# Boer bloodlines



## twistedtranch (Feb 6, 2014)

Sorry if this is in the wrong section. I am trying to get a good base line of boer bloodlines. The names that the breeder gave me that what he has available are Esperanza, Out of control, or Red sox. Are these good bloodlines in the boer world? I will also be going out to his farm to look at what they look like in person. I apologize ahead of time for beginners questions but if anyone can help guide me in the right direction Ide appreciate it.

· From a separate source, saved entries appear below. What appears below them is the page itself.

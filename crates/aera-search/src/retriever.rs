//! Semantic retrieval with a title-substring fallback.
//!
//! The primary path embeds the query and calls the `match_documents`
//! similarity function. When the query cannot be embedded, or the similarity
//! call fails, the retriever falls back to a case-insensitive title match and
//! records why in [`RetrievalOutcome::degradation`].

use std::collections::HashMap;
use std::sync::Arc;
use std::time::Instant;

use serde::Serialize;
use tracing::{debug, info, instrument, warn};
use uuid::Uuid;

use aera_core::{
    defaults, ensure_dimension, Degradation, DegradationReason, DocumentMetadata,
    DocumentRepository, EmbeddingBackend, EnrichedResult, Error, Result, SearchMatch, SearchType,
    SimilaritySearch, Vector,
};
use aera_inference::embed_query;

/// Clamp a caller-supplied result count to `1..=SEARCH_LIMIT_MAX`.
pub fn clamp_limit(limit: Option<i64>, default: i64) -> i64 {
    limit
        .unwrap_or(default)
        .clamp(1, defaults::SEARCH_LIMIT_MAX)
}

/// Results of one retrieval, with the path that produced them.
#[derive(Debug, Clone, Serialize)]
pub struct RetrievalOutcome {
    pub results: Vec<EnrichedResult>,
    pub search_type: SearchType,
    /// Present whenever the semantic path was abandoned.
    pub degradation: Option<Degradation>,
}

impl RetrievalOutcome {
    pub fn degraded(&self) -> bool {
        self.degradation.is_some()
    }

    pub fn reason(&self) -> Option<DegradationReason> {
        self.degradation.as_ref().map(|d| d.reason)
    }

    /// Distinct document ids in rank order.
    pub fn document_ids(&self) -> Vec<Uuid> {
        let mut ids: Vec<Uuid> = Vec::with_capacity(self.results.len());
        for result in &self.results {
            if !ids.contains(&result.document_id) {
                ids.push(result.document_id);
            }
        }
        ids
    }

    /// Non-empty result contents, in rank order.
    pub fn snippets(&self) -> Vec<&str> {
        self.results
            .iter()
            .map(|r| r.content.as_str())
            .filter(|c| !c.trim().is_empty())
            .collect()
    }

    /// Keep the first `limit` results belonging to `workspace_id`.
    pub fn restrict_to_workspace(&mut self, workspace_id: Uuid, limit: usize) {
        self.results
            .retain(|r| r.workspace_id == Some(workspace_id));
        self.results.truncate(limit);
    }
}

/// Query-time retriever over the document index.
#[derive(Clone)]
pub struct Retriever {
    embedder: Arc<dyn EmbeddingBackend>,
    similarity: Arc<dyn SimilaritySearch>,
    documents: Arc<dyn DocumentRepository>,
    dimension: usize,
}

impl Retriever {
    pub fn new(
        embedder: Arc<dyn EmbeddingBackend>,
        similarity: Arc<dyn SimilaritySearch>,
        documents: Arc<dyn DocumentRepository>,
    ) -> Self {
        Self {
            embedder,
            similarity,
            documents,
            dimension: defaults::EMBED_DIMENSION,
        }
    }

    /// Override the vector width the similarity index expects.
    pub fn with_dimension(mut self, dimension: usize) -> Self {
        self.dimension = dimension;
        self
    }

    /// Embed `query` and check its width against the index.
    async fn embed(&self, query: &str) -> Result<Vector> {
        let vector = embed_query(self.embedder.as_ref(), query).await?;
        ensure_dimension(&vector, self.dimension)?;
        Ok(vector)
    }

    /// The semantic path: embed, then call the similarity function.
    async fn semantic(
        &self,
        user_id: Uuid,
        query: &str,
        limit: i64,
    ) -> std::result::Result<Vec<SearchMatch>, Degradation> {
        let embedding = self.embed(query).await.map_err(|e| {
            Degradation::new(DegradationReason::EmbeddingFailed, e.to_string())
        })?;

        self.similarity
            .match_documents(&embedding, limit, user_id)
            .await
            .map_err(|e| Degradation::new(DegradationReason::SemanticSearchFailed, e.to_string()))
    }

    /// Retrieve up to `limit` results for `query`, owned by `user_id`.
    #[instrument(skip_all, fields(
        subsystem = "search",
        component = "retriever",
        op = "search",
        user_id = %user_id,
        query_len = query.len(),
        limit,
    ))]
    pub async fn search(&self, user_id: Uuid, query: &str, limit: i64) -> Result<RetrievalOutcome> {
        let start = Instant::now();
        let query = query.trim();
        if query.is_empty() {
            return Err(Error::InvalidInput("Query must not be empty".to_string()));
        }
        let limit = limit.clamp(1, defaults::SEARCH_LIMIT_MAX);

        let outcome = match self.semantic(user_id, query, limit).await {
            Ok(matches) => {
                let results = self.enrich(matches).await?;
                RetrievalOutcome {
                    results,
                    search_type: SearchType::Semantic,
                    degradation: None,
                }
            }
            Err(degradation) => {
                warn!(
                    reason = %degradation.reason,
                    error = %degradation.detail,
                    "Semantic retrieval unavailable, falling back to title search"
                );
                let results = self.title_search(user_id, query, limit).await?;
                RetrievalOutcome {
                    results,
                    search_type: SearchType::Text,
                    degradation: Some(degradation),
                }
            }
        };

        info!(
            search_type = %outcome.search_type,
            result_count = outcome.results.len(),
            degraded = outcome.degraded(),
            duration_ms = start.elapsed().as_millis() as u64,
            "Retrieval complete"
        );
        Ok(outcome)
    }

    /// Case-insensitive substring match on titles.
    async fn title_search(
        &self,
        user_id: Uuid,
        query: &str,
        limit: i64,
    ) -> Result<Vec<EnrichedResult>> {
        let docs = self.documents.search_titles(user_id, query, limit).await?;
        Ok(docs
            .into_iter()
            .map(|doc| {
                let content = doc
                    .description
                    .clone()
                    .filter(|d| !d.trim().is_empty())
                    .or_else(|| doc.ai_summary.clone())
                    .unwrap_or_else(|| doc.title.clone());
                EnrichedResult {
                    document_id: doc.id,
                    content,
                    similarity: None,
                    title: Some(doc.title),
                    subject: doc.subject,
                    topic: doc.topic,
                    workspace_id: doc.workspace_id,
                    created_at: Some(doc.created_at),
                }
            })
            .collect())
    }

    /// Join document metadata onto similarity matches.
    async fn enrich(&self, matches: Vec<SearchMatch>) -> Result<Vec<EnrichedResult>> {
        if matches.is_empty() {
            return Ok(Vec::new());
        }
        let mut ids: Vec<Uuid> = matches.iter().map(|m| m.document_id).collect();
        ids.sort_unstable();
        ids.dedup();

        let metadata: HashMap<Uuid, DocumentMetadata> =
            self.documents.fetch_metadata(&ids).await?;
        debug!(
            match_count = matches.len(),
            metadata_count = metadata.len(),
            "Joined document metadata"
        );

        Ok(matches
            .into_iter()
            .map(|m| {
                let meta = metadata.get(&m.document_id);
                EnrichedResult {
                    document_id: m.document_id,
                    content: m.content,
                    similarity: Some(m.similarity),
                    title: meta.map(|d| d.title.clone()),
                    subject: meta.and_then(|d| d.subject.clone()),
                    topic: meta.and_then(|d| d.topic.clone()),
                    workspace_id: meta.and_then(|d| d.workspace_id),
                    created_at: meta.map(|d| d.created_at),
                }
            })
            .collect())
    }
}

Sent from my HTC first using Goat Forum mobile app


----------



## chelsboers (Mar 25, 2010)

Everybody has different lines that are their favorite and certain bucks are going to be more well known in different areas. I don't personally recognize those names but I have colored Boers so I don't know a lot of the traditional bucks. Have you done a search on ABGA or looked those buck up on google? Maybe you can find some pictures


----------



## twistedtranch (Feb 6, 2014)

Makes perfect sense!! Thank you chelsboers

Sent from my HTC first using Goat Forum mobile app


----------



## Jessica84 (Oct 27, 2011)

Going with very well known names is not always the best. I thought I hit it great when I bought a son of one of max Boer goats. Come to find out that line is very common. I just spoke to a lady a month back about buying each others doelings and co.e to find out my kids and hers are very related. Just something to keep in mind because I never thought about it  I'm still very happy with my buck but just kinda downed on me popular is not always best.


----------



## twistedtranch (Feb 6, 2014)

I agree jessica84. My problem where I am located is that a lot of people have sacrafised paying lower money for lower quality or the breeders who believe they have quality and asking a hire price, actually aren't that great of a goat. The best goats that I have found in my area are from backyard breeders that are experimenting with different mixes and have no papers.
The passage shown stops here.